(Stored data entries)
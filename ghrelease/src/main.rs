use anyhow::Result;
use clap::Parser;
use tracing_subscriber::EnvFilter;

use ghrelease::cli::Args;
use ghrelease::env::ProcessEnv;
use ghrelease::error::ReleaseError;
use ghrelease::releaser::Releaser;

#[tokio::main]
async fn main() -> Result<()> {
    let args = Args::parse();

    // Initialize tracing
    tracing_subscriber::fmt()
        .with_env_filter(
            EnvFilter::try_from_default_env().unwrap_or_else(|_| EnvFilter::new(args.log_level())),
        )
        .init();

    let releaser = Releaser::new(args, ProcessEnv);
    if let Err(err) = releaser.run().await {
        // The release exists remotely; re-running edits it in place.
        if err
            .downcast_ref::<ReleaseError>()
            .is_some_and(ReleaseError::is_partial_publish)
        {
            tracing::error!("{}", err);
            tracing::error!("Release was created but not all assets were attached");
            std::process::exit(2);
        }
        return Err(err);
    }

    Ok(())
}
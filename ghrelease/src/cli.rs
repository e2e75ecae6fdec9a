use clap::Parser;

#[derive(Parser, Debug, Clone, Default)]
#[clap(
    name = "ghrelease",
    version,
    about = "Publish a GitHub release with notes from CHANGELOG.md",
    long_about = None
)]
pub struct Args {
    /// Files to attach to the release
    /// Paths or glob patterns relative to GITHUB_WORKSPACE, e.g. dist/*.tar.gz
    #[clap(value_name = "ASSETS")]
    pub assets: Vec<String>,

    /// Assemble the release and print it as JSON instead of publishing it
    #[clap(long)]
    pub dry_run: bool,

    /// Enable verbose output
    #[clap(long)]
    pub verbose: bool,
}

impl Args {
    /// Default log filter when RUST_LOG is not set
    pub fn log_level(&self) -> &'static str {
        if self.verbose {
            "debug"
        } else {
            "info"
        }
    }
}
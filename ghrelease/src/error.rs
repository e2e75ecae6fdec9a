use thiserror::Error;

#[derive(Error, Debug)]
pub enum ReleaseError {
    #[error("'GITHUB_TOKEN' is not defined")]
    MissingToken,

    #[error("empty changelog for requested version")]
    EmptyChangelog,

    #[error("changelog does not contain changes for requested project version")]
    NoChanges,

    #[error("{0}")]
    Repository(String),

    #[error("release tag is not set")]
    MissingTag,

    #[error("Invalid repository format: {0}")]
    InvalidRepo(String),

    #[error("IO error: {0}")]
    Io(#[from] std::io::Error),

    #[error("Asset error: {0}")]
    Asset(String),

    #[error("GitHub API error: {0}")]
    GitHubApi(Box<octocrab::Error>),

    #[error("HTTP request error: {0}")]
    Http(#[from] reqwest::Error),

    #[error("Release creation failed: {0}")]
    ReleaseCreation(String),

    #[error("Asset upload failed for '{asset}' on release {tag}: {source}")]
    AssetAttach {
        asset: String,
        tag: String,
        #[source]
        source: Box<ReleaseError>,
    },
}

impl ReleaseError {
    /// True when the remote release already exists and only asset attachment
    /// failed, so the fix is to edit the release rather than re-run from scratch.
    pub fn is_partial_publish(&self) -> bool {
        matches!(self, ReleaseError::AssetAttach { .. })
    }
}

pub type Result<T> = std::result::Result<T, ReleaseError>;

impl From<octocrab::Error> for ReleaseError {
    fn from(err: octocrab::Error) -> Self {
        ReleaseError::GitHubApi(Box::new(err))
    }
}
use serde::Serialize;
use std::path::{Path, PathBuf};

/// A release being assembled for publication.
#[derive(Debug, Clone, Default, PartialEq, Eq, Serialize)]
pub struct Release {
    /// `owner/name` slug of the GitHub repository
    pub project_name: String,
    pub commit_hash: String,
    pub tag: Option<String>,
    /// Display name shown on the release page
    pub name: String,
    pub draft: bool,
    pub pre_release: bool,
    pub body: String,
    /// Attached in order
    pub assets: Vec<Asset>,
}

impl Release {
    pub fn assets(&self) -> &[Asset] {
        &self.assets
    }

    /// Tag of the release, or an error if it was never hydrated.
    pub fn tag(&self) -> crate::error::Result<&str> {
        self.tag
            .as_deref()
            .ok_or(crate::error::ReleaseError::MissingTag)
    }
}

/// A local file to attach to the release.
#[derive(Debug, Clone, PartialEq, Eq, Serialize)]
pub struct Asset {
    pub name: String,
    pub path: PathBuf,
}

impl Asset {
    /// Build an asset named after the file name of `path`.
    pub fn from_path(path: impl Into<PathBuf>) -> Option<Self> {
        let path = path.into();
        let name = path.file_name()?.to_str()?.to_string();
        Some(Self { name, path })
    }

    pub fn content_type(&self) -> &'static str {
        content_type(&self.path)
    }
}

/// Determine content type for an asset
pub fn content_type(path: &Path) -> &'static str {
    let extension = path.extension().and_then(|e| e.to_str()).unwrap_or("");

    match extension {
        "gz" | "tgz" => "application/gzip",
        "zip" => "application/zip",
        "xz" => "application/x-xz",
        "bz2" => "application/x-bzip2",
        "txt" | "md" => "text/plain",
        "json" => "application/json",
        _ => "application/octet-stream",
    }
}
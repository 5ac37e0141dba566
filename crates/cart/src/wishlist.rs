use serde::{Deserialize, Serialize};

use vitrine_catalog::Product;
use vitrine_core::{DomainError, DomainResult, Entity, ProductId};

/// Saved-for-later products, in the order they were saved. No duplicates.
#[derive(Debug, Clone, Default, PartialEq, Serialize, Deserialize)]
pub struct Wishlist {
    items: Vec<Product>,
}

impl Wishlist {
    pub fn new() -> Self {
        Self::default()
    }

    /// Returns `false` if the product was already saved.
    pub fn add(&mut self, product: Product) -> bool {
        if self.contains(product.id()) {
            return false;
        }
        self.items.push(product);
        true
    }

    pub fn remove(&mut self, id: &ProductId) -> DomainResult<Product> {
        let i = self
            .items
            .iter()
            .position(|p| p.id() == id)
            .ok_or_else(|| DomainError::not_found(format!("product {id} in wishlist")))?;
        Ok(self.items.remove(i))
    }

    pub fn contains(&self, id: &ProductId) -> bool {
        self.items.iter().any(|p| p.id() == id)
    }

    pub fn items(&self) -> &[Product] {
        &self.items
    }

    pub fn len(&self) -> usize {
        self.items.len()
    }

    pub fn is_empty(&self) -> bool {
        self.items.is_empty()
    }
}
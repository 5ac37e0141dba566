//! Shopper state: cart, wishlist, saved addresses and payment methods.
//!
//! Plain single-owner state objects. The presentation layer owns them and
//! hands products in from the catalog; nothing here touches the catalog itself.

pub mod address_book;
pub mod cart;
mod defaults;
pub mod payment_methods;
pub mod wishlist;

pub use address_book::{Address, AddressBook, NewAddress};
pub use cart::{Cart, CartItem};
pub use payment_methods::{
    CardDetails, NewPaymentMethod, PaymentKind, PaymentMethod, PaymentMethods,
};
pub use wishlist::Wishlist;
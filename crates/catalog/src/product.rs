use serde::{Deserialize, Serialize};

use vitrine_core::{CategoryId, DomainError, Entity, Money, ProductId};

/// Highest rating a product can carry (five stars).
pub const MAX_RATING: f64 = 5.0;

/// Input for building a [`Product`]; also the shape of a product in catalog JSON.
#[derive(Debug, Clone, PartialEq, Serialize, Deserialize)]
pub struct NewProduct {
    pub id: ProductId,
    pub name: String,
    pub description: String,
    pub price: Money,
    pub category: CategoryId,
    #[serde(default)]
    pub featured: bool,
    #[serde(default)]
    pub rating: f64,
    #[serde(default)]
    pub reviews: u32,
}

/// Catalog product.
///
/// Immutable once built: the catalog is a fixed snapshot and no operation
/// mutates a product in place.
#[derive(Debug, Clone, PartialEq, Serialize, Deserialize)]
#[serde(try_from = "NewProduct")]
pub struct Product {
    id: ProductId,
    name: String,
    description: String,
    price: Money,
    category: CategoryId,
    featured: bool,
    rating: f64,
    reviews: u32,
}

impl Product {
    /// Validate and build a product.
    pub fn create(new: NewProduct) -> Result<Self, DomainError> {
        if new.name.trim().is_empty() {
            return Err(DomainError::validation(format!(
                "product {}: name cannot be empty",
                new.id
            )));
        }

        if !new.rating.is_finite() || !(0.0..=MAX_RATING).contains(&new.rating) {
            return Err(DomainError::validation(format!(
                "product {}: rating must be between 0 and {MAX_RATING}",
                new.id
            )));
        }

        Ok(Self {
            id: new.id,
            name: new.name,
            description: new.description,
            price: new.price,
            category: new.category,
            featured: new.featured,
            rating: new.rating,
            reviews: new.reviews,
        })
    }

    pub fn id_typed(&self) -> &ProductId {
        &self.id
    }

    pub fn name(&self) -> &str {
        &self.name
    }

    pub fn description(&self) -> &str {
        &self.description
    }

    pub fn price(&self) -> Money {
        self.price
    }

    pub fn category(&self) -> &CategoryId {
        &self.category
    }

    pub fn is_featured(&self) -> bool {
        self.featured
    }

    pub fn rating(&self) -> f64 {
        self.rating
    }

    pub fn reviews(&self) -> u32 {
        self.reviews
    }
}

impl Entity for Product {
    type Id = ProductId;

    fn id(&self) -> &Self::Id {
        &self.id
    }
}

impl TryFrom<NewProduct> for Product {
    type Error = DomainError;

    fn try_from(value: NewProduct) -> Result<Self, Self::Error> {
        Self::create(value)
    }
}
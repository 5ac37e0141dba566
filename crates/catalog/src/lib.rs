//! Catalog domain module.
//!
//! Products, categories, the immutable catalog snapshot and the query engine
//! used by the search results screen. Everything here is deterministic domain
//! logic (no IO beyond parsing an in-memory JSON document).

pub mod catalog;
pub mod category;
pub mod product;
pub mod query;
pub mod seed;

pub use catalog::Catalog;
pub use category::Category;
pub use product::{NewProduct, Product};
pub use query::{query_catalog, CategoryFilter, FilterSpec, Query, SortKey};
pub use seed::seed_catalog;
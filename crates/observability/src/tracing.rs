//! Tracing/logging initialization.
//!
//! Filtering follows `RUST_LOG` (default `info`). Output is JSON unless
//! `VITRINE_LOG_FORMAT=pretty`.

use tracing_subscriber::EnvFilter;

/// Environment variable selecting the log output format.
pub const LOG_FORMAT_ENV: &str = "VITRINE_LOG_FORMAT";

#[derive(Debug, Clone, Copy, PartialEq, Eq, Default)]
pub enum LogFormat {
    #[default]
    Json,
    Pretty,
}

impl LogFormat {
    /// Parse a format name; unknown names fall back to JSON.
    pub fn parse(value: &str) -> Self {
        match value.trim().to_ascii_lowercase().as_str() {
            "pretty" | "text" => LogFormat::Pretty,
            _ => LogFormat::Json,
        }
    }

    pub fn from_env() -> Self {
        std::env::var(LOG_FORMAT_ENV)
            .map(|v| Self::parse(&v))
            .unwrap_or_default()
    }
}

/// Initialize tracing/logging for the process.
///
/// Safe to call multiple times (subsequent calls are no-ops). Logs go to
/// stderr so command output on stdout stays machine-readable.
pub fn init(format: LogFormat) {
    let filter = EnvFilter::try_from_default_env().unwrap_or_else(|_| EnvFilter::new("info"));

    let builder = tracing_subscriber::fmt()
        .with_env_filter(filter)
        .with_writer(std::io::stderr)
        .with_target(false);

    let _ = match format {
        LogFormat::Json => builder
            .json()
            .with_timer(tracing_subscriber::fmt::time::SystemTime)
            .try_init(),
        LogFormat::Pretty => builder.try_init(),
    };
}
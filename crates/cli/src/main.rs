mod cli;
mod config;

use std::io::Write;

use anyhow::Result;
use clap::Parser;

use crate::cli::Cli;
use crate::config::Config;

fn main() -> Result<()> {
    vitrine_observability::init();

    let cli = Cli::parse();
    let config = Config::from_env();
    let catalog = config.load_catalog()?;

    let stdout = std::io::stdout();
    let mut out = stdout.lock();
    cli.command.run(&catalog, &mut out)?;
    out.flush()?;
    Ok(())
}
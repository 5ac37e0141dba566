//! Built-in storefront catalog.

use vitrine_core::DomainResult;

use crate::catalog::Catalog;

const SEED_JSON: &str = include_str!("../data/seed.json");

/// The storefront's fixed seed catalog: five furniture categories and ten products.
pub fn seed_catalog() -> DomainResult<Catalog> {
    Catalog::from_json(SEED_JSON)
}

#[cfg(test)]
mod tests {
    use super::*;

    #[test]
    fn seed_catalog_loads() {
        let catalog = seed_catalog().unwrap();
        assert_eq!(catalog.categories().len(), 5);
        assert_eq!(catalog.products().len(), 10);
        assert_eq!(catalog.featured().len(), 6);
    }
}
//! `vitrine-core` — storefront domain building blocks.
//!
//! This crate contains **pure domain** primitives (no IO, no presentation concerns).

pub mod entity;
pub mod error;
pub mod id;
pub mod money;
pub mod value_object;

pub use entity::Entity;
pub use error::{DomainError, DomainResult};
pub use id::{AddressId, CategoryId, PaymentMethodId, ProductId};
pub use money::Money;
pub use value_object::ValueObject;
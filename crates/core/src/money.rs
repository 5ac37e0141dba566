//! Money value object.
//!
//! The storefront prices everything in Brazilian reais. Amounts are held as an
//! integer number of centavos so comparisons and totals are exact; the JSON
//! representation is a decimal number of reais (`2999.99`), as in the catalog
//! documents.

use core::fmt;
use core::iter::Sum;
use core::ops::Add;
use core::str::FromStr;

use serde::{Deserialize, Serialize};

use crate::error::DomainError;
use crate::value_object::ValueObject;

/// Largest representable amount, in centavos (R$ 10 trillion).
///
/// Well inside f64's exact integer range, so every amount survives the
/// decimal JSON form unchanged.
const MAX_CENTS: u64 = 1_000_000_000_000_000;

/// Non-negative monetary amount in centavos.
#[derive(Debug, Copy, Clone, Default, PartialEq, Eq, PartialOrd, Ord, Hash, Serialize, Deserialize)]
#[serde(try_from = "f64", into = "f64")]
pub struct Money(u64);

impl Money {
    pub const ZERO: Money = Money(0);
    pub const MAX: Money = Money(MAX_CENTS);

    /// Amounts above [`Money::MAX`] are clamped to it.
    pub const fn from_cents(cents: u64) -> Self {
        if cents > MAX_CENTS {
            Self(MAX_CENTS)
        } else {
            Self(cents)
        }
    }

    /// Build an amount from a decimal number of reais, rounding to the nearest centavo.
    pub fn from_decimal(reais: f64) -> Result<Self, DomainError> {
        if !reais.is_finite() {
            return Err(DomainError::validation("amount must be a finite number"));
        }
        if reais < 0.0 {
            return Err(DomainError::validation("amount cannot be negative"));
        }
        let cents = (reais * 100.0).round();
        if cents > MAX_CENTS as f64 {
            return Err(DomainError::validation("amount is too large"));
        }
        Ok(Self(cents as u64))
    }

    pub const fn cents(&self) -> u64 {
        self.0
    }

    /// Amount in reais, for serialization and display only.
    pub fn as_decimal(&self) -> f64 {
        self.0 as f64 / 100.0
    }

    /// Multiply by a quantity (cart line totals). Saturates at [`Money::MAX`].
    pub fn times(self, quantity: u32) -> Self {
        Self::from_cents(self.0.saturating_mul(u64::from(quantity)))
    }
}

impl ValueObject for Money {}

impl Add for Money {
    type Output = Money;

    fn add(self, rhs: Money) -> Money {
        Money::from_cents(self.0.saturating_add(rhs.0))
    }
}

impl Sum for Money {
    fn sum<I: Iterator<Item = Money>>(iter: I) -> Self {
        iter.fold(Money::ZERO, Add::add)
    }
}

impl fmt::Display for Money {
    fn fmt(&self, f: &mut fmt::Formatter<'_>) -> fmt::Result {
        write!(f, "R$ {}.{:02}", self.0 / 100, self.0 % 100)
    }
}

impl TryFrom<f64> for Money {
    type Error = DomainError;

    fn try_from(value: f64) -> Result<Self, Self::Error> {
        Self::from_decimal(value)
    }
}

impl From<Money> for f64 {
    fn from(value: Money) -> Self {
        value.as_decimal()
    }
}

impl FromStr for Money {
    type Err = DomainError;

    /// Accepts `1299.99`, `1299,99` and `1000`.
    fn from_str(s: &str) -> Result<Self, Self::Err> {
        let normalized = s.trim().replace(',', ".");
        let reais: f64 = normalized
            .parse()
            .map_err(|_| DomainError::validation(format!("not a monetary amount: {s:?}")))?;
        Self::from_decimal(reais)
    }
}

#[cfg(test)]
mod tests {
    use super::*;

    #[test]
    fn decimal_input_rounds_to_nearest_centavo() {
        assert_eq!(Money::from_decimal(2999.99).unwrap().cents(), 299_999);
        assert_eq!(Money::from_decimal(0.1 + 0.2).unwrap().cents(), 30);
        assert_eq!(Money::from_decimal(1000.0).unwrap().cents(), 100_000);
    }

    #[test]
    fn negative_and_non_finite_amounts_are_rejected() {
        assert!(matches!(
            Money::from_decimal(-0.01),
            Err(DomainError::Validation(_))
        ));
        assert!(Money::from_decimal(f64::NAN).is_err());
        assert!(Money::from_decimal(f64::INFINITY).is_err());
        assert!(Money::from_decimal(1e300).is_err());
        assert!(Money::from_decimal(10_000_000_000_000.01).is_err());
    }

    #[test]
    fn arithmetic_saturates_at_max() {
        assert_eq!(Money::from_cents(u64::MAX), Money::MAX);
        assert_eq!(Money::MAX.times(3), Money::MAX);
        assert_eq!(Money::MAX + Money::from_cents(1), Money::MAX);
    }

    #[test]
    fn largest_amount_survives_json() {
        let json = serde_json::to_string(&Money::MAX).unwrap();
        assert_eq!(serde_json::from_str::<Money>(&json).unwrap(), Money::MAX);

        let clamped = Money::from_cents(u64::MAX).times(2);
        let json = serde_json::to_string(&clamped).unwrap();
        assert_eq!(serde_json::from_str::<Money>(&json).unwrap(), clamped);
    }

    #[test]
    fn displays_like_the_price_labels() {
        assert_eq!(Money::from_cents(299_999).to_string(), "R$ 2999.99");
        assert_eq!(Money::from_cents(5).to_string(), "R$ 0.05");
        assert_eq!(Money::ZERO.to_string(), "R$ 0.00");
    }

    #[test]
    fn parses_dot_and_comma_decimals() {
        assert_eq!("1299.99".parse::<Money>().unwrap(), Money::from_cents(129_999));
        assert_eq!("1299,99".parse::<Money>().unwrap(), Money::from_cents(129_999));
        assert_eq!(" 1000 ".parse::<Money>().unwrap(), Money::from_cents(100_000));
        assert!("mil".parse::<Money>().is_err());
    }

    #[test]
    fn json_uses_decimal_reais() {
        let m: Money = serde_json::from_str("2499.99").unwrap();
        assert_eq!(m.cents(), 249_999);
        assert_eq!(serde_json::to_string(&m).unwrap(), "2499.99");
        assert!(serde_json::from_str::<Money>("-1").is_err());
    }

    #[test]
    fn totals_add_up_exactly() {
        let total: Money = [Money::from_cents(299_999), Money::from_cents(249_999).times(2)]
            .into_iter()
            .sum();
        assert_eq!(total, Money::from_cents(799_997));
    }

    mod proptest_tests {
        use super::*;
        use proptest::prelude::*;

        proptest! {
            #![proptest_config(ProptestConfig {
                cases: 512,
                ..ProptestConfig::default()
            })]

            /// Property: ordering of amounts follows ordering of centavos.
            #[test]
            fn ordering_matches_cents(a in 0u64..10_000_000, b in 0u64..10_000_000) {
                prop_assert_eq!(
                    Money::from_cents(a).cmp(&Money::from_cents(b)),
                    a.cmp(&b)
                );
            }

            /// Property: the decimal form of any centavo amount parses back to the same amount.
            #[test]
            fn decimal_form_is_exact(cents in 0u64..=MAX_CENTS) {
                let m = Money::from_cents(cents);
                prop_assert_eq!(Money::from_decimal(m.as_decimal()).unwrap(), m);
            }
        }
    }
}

Your instructions: The lines of the records that contain the string "already" should be located and copied.

Response to this exercise:
    /// True when the remote release already exists and only asset attachment
    /// Returns `false` if the product was already saved.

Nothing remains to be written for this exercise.